RECORDED INFORMATION Block Start

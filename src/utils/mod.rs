use anyhow::Result;
use colored::Colorize;
use std::path::Path;
use tracing::level_filters::LevelFilter;
use tracing_subscriber::EnvFilter;

use crate::builders::patcher::PatchMode;
use crate::builders::reporter::{ReportFormat, reporter_for};
use crate::builders::selftest::{SelfTestReport, run_self_test};
use crate::core::config::FixerConfig;
use crate::core::engine::{FixEngine, RunSummary};

pub const MISSING_DIRECTORY_WARNING: &str =
    "Warning: no absolute directory path given, only the self-test was run.";

/// Maps `-v`/`-q` counts onto a default level; `RUST_LOG` still wins.
/// Logs go to stderr so stdout stays reserved for status lines and reports.
pub fn init_tracing(verbose: u8, quiet: u8) {
    let level = match i16::from(verbose) - i16::from(quiet) {
        i16::MIN..=-1 => LevelFilter::ERROR,
        0 => LevelFilter::WARN,
        1 => LevelFilter::INFO,
        2 => LevelFilter::DEBUG,
        _ => LevelFilter::TRACE,
    };

    let env_filter = EnvFilter::builder()
        .with_default_directive(level.into())
        .from_env_lossy();

    // Ignore error if a subscriber is already installed (tests)
    let _ = tracing_subscriber::fmt()
        .with_env_filter(env_filter)
        .with_writer(std::io::stderr)
        .with_target(false)
        .compact()
        .try_init();
}

pub fn self_test(config: &FixerConfig) -> SelfTestReport {
    let report = run_self_test(config);
    print_self_test(&report);
    report
}

fn print_self_test(report: &SelfTestReport) {
    if report.is_success() {
        println!(
            "{} Self-test: {}/{} scenarios passed",
            "✓".green(),
            report.passed.len(),
            report.total()
        );
        return;
    }

    println!(
        "{} Self-test: {}/{} scenarios passed",
        "⚠️ ".yellow(),
        report.passed.len(),
        report.total()
    );
    for (name, error) in &report.failed {
        eprintln!("  ✗ {name}: {}", error.red());
    }
}

pub fn warn_missing_directory() {
    println!("{MISSING_DIRECTORY_WARNING}");
}

/// Runs a full pass over `root` and prints the requested report.
pub fn fix_directory(
    root: &Path,
    config: FixerConfig,
    mode: PatchMode,
    report: Option<ReportFormat>,
) -> Result<RunSummary> {
    let mut engine = FixEngine::new(config, mode);
    let summary = engine.run(root)?;

    if let Some(format) = report {
        let rendered = reporter_for(format).render(&summary)?;
        print!("{rendered}");
        if !rendered.ends_with('\n') {
            println!();
        }
    }
    if summary.check_only && !summary.non_compliant.is_empty() && report.is_none() {
        for path in &summary.non_compliant {
            println!("🟡 Missing encoding declaration: {}", path.display());
        }
    }
    if report.is_none() {
        for path in &summary.pending_backups {
            println!("⏸️  Backup left in place (check mode): {}", path.display());
        }
    }
    if !summary.failures.is_empty() && report.is_none() {
        println!(
            "{} {} file(s) could not be processed",
            "⚠️ ".yellow(),
            summary.failures.len()
        );
    }

    Ok(summary)
}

RECORDED INFORMATION Block End

What is needed is an exact copy of all the data above.

filename src/utils/mod.rs
use anyhow::Result;
use colored::Colorize;
use std::path::Path;
use tracing::level_filters::LevelFilter;
use tracing_subscriber::EnvFilter;

use crate::builders::patcher::PatchMode;
use crate::builders::reporter::{ReportFormat, reporter_for};
use crate::builders::selftest::{SelfTestReport, run_self_test};
use crate::core::config::FixerConfig;
use crate::core::engine::{FixEngine, RunSummary};

pub const MISSING_DIRECTORY_WARNING: &str =
    "Warning: no absolute directory path given, only the self-test was run.";

/// Maps `-v`/`-q` counts onto a default level; `RUST_LOG` still wins.
/// Logs go to stderr so stdout stays reserved for status lines and reports.
pub fn init_tracing(verbose: u8, quiet: u8) {
    let level = match i16::from(verbose) - i16::from(quiet) {
        i16::MIN..=-1 => LevelFilter::ERROR,
        0 => LevelFilter::WARN,
        1 => LevelFilter::INFO,
        2 => LevelFilter::DEBUG,
        _ => LevelFilter::TRACE,
    };

    let env_filter = EnvFilter::builder()
        .with_default_directive(level.into())
        .from_env_lossy();

    // Ignore error if a subscriber is already installed (tests)
    let _ = tracing_subscriber::fmt()
        .with_env_filter(env_filter)
        .with_writer(std::io::stderr)
        .with_target(false)
        .compact()
        .try_init();
}

pub fn self_test(config: &FixerConfig) -> SelfTestReport {
    let report = run_self_test(config);
    print_self_test(&report);
    report
}

fn print_self_test(report: &SelfTestReport) {
    if report.is_success() {
        println!(
            "{} Self-test: {}/{} scenarios passed",
            "✓".green(),
            report.passed.len(),
            report.total()
        );
        return;
    }

    println!(
        "{} Self-test: {}/{} scenarios passed",
        "⚠️ ".yellow(),
        report.passed.len(),
        report.total()
    );
    for (name, error) in &report.failed {
        eprintln!("  ✗ {name}: {}", error.red());
    }
}

pub fn warn_missing_directory() {
    println!("{MISSING_DIRECTORY_WARNING}");
}

/// Runs a full pass over `root` and prints the requested report.
pub fn fix_directory(
    root: &Path,
    config: FixerConfig,
    mode: PatchMode,
    report: Option<ReportFormat>,
) -> Result<RunSummary> {
    let mut engine = FixEngine::new(config, mode);
    let summary = engine.run(root)?;

    if let Some(format) = report {
        let rendered = reporter_for(format).render(&summary)?;
        print!("{rendered}");
        if !rendered.ends_with('\n') {
            println!();
        }
    }
    if summary.check_only && !summary.non_compliant.is_empty() && report.is_none() {
        for path in &summary.non_compliant {
            println!("🟡 Missing encoding declaration: {}", path.display());
        }
    }
    if report.is_none() {
        for path in &summary.pending_backups {
            println!("⏸️  Backup left in place (check mode): {}", path.display());
        }
    }
    if !summary.failures.is_empty() && report.is_none() {
        println!(
            "{} {} file(s) could not be processed",
            "⚠️ ".yellow(),
            summary.failures.len()
        );
    }

    Ok(summary)
}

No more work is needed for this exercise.